İşte bu haldeyim ben…
***
İçimde bir yerde, bir devrimci büyütürken, diktatörümü de palazlandırıp, iktidarını kutsuyorum… Biri düzeni yıkmak istiyor, diğeri korumak…
Ben de seyrediyorum…
Sorsanız kaderci değilim, kader dediğin tercihlerdir derim, tesadüflerden bile söz ederim. Hatta kader insanın hak ettiğidir diye boyumdan büyük bir laf bile ederim…
Eee öyleyse sen de hak ettiğin yerdesin denilirse de, hiç itiraz etmem evet derim, evet hak ettiğim yerdeyim.
Ama kimsenin de kişisel tarihimi karalamasına izin vermem, veremem:) Kimse de vermesin zaten…
Şimdi düzeni korumak isteyen o diktatörün bir zamanlar nasıl bir kahraman olduğunu, ne zaferler elde ettiğini hatırlatıp, hakkını da yemem, yedirmem:)
Varsın kimse bilmesin, herkesin kahramanlığı kendine…
***
Benim sözünü ettiğim geldiğimiz yol değil, çıkmak isteyip de çıkamadığımız yol…
Geçmiş dediğin olmuş, bitmiş, yaşanmış. Alınabilecek ne varsa almışız, yüklemişiz heybemize… İşte o heybeyi vurup sırta, yola düşmek bahsettiğim…
Yol orada duruyor… Ben burada… Duruyorum…
Bir yanım kalk gidelim diyor, benim devrimci hazır, gözü kara, bıraksam hemen yola koyulacak.
Diğer yanım, otur diyor.
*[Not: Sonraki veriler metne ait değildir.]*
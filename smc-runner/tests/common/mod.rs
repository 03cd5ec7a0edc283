//! Fixture provider, recording channel and synthetic series for the runner tests.

#![allow(dead_code)]

use chrono::{DateTime, Duration, TimeZone, Utc};
use std::collections::HashMap;
use std::sync::{Arc, Mutex};

use smc_core::data::{CandleProvider, DataError, FetchRequest};
use smc_core::notify::{NotifyError, SignalChannel};
use smc_core::{Candle, Signal};
use smc_runner::{AnalysisService, ServiceSection};

// ── Series ───────────────────────────────────────────────────────────

struct Series {
    candles: Vec<Candle>,
    start: DateTime<Utc>,
    step: Duration,
}

impl Series {
    fn new(start: DateTime<Utc>, step: Duration, close: f64) -> Self {
        let mut series = Self {
            candles: Vec::new(),
            start,
            step,
        };
        series.raw(close, close + 0.2, close - 0.1, close);
        series
    }

    fn last_close(&self) -> f64 {
        self.candles.last().map_or(0.0, |c| c.close)
    }

    fn raw(&mut self, open: f64, high: f64, low: f64, close: f64) -> &mut Self {
        let time = self.start + self.step * self.candles.len() as i32;
        self.candles.push(Candle {
            time,
            open,
            high,
            low,
            close,
            volume: 1000.0,
        });
        self
    }

    fn push(&mut self, next: f64) -> &mut Self {
        let last = self.last_close();
        if next >= last {
            self.raw(last, next + 0.2, last - 0.1, next)
        } else {
            self.raw(last, last + 0.1, next - 0.2, next)
        }
    }

    fn walk(&mut self, step: f64, count: usize) -> &mut Self {
        for _ in 0..count {
            let next = self.last_close() + step;
            self.push(next);
        }
        self
    }
}

fn utc(year: i32, month: u32, day: u32, hour: u32, minute: u32) -> DateTime<Utc> {
    Utc.with_ymd_and_hms(year, month, day, hour, minute, 0).unwrap()
}

/// 80 four-hour candles trending up with one bullish order block at 100-102.
pub fn bullish_htf() -> Vec<Candle> {
    let mut s = Series::new(utc(2024, 2, 15, 0, 0), Duration::hours(4), 70.0);
    s.candles[0].open = 69.0;
    s.candles[0].low = 68.9;
    for _ in 0..3 {
        s.walk(2.0, 6).walk(-1.0, 5);
    }
    for level in [93.0, 95.0, 97.0, 99.0, 100.2] {
        s.push(level);
    }
    s.raw(100.2, 102.0, 100.0, 101.8);
    s.raw(101.8, 101.9, 99.7, 99.9);
    for _ in 0..3 {
        s.walk(2.0, 6).walk(-1.0, 5);
    }
    s.walk(2.0, 6);
    s.candles
}

/// 30 fifteen-minute candles ending at 14:00 UTC with a sweep-and-break
/// candle that closes at 101, the middle of the order block.
pub fn bullish_ltf() -> Vec<Candle> {
    let mut s = Series::new(utc(2024, 3, 1, 6, 45), Duration::minutes(15), 98.0);
    for _ in 0..3 {
        s.walk(0.5, 4).walk(-0.5, 4);
    }
    s.walk(0.5, 4);
    s.raw(102.5, 103.0, 100.8, 101.0);
    s.candles
}

// ── Provider ─────────────────────────────────────────────────────────

/// Serves fixed series keyed by `(symbol, timeframe)` and records every request.
#[derive(Default)]
pub struct FixtureProvider {
    series: HashMap<(String, String), Vec<Candle>>,
    pub calls: Arc<Mutex<Vec<FetchRequest>>>,
}

impl FixtureProvider {
    pub fn with(mut self, symbol: &str, timeframe: &str, candles: Vec<Candle>) -> Self {
        self.series.insert((symbol.to_string(), timeframe.to_string()), candles);
        self
    }

    /// BTCUSDT serving the bullish pair on 4h / 15m.
    pub fn bullish(symbol: &str) -> Self {
        Self::default()
            .with(symbol, "4h", bullish_htf())
            .with(symbol, "15m", bullish_ltf())
    }
}

impl CandleProvider for FixtureProvider {
    fn name(&self) -> &str {
        "fixture"
    }

    fn fetch(&self, request: &FetchRequest) -> Result<Vec<Candle>, DataError> {
        self.calls.lock().unwrap().push(request.clone());
        self.series
            .get(&(request.symbol.clone(), request.timeframe.clone()))
            .cloned()
            .ok_or_else(|| DataError::SymbolNotFound {
                symbol: request.symbol.clone(),
            })
    }
}

// ── Channel ──────────────────────────────────────────────────────────

/// Records delivered `(symbol, signal)` pairs; optionally fails every delivery.
#[derive(Default, Clone)]
pub struct RecordingChannel {
    pub delivered: Arc<Mutex<Vec<(String, Signal)>>>,
    pub fail: bool,
}

impl RecordingChannel {
    pub fn failing() -> Self {
        Self {
            fail: true,
            ..Self::default()
        }
    }

    pub fn count(&self) -> usize {
        self.delivered.lock().unwrap().len()
    }
}

impl SignalChannel for RecordingChannel {
    fn name(&self) -> &str {
        "recording"
    }

    fn deliver(&self, signal: &Signal, symbol: &str) -> Result<(), NotifyError> {
        if self.fail {
            return Err(NotifyError::Transport("connection reset".into()));
        }
        self.delivered.lock().unwrap().push((symbol.to_string(), signal.clone()));
        Ok(())
    }
}

// ── Service ──────────────────────────────────────────────────────────

pub fn htf_4h() -> ServiceSection {
    ServiceSection {
        htf_timeframe: Some("4h".into()),
        ..ServiceSection::default()
    }
}

pub fn service(provider: FixtureProvider, channel: RecordingChannel) -> AnalysisService {
    AnalysisService::new(Default::default(), htf_4h(), Box::new(provider), Box::new(channel))
}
Diktatörüm de biliyor ki her düzenin bir sonu var, var ama direniyor. O heybeyi kolay doldurmadın sen, önce sahip olduklarının kıymetini bil diye azarladığı da oluyor bazen…
Ne devrimcimi memnun ediyorum ne de diktatörümü…
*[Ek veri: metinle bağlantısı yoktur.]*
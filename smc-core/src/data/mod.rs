//! Market-data providers: exchange REST adapters and an offline CSV reader.

pub mod csv_file;
pub mod exchange;
pub mod provider;

pub use csv_file::CsvProvider;
pub use exchange::ExchangeProvider;
pub use provider::{
    fetch_or_empty, normalize_symbol, retain_sane, validate_timeframe, CandleProvider, DataError,
    Exchange, FetchRequest, SUPPORTED_TIMEFRAMES,
};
Ne yola çıkıyorum, ne de duruyorum…
Kalabalığa kapılıp öylece sürükleniyor, gelip geçen günleri seyrediyorum…
Kalabalık dediğim kafamdaki kalabalık…
***
Evet, evet kafası kalabalık insanlarız biz…
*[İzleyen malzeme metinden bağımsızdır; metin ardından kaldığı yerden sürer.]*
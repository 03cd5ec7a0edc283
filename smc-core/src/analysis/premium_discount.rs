//! Premium/discount bands at the extremes of the recent range.

use serde::{Deserialize, Serialize};

use crate::domain::{max_high, min_low, tail, Candle, PriceZone, Zone, ZoneOrigin};

pub const DEFAULT_RANGE_LOOKBACK: usize = 100;

/// Band width as a fraction of the extreme price.
pub const DEFAULT_BAND: f64 = 0.02;

#[derive(Debug, Clone, Copy, PartialEq, Serialize, Deserialize)]
pub struct PremiumDiscount {
    /// `[max_high * (1 - band), max_high]`
    pub premium: Zone,
    /// `[min_low, min_low * (1 + band)]`
    pub discount: Zone,
}

impl PremiumDiscount {
    /// Classify a price. Premium is checked first, so an overlap of the two
    /// bands on a narrow range reads as premium.
    pub fn classify(&self, price: f64) -> PriceZone {
        if self.premium.contains(price) {
            PriceZone::Premium
        } else if self.discount.contains(price) {
            PriceZone::Discount
        } else {
            PriceZone::Neutral
        }
    }
}

/// Bands over the trailing `lookback` candles, or `None` for an empty series.
pub fn premium_discount(candles: &[Candle], lookback: usize, band: f64) -> Option<PremiumDiscount> {
    let window = tail(candles, lookback);
    let highest = max_high(window)?;
    let lowest = min_low(window)?;

    Some(PremiumDiscount {
        premium: Zone::new(highest * (1.0 - band), highest, ZoneOrigin::Premium),
        discount: Zone::new(lowest, lowest * (1.0 + band), ZoneOrigin::Discount),
    })
}

#[cfg(test)]
mod tests {
    use super::*;
    use crate::test_helpers::{assert_approx, candles_from_highs_lows, DEFAULT_EPSILON};

    #[test]
    fn bands_hug_the_extremes() {
        let candles = candles_from_highs_lows(&[(110.0, 95.0), (150.0, 120.0), (130.0, 100.0)]);
        let bands = premium_discount(&candles, DEFAULT_RANGE_LOOKBACK, DEFAULT_BAND).unwrap();
        assert_approx(bands.premium.low, 147.0, DEFAULT_EPSILON);
        assert_eq!(bands.premium.high, 150.0);
        assert_eq!(bands.discount.low, 95.0);
        assert_approx(bands.discount.high, 96.9, DEFAULT_EPSILON);

        assert_eq!(bands.classify(149.0), PriceZone::Premium);
        assert_eq!(bands.classify(96.0), PriceZone::Discount);
        assert_eq!(bands.classify(120.0), PriceZone::Neutral);
        assert_eq!(bands.classify(150.0), PriceZone::Premium);
    }

    #[test]
    fn only_the_trailing_window_counts() {
        let candles = candles_from_highs_lows(&[(500.0, 1.0), (110.0, 100.0), (120.0, 105.0)]);
        let bands = premium_discount(&candles, 2, DEFAULT_BAND).unwrap();
        assert_eq!(bands.premium.high, 120.0);
        assert_eq!(bands.discount.low, 100.0);
    }

    #[test]
    fn overlapping_bands_classify_as_premium() {
        let candles = candles_from_highs_lows(&[(100.5, 100.0), (101.0, 100.2)]);
        let bands = premium_discount(&candles, DEFAULT_RANGE_LOOKBACK, DEFAULT_BAND).unwrap();
        assert!(bands.discount.contains(100.5));
        assert_eq!(bands.classify(100.5), PriceZone::Premium);
    }

    #[test]
    fn empty_series_has_no_bands() {
        assert!(premium_discount(&[], DEFAULT_RANGE_LOOKBACK, DEFAULT_BAND).is_none());
    }
}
Herkesin hemen her şeye fikir yürüttüğü, her şeye kafa yorduğu, herkesin her şeyi bildiği ve öylece yaşayıp gittiği toprakların çocuğuysan, kaçınılmazın biraz da bu kalabalık…
İlla şuçu kadere yükleyeceksek, kader bu işte:)
***
Şimdi, şu anda fikir yürütüyorum öyleyse; ya dağıtacaksın bu kalabalığı ya da bir düzene sokacaksın…
Kalabalık bir kafayla ne yola koyulmak ne de bulunduğun yere sahip çıkmak mümkün değil anlaşılan…
***
Yazıya nasıl başladın, nereye bağladın be Nilgün diyenlere not: Mazeretim var, kafamın kalabalığına verin:) Durum tespiti yapayım derken, bir self motivasyon yaptığımı ben de fark ettim:)
Şiir Can Yücel’den.. Şair otur diyenin kazandığını söylüyor…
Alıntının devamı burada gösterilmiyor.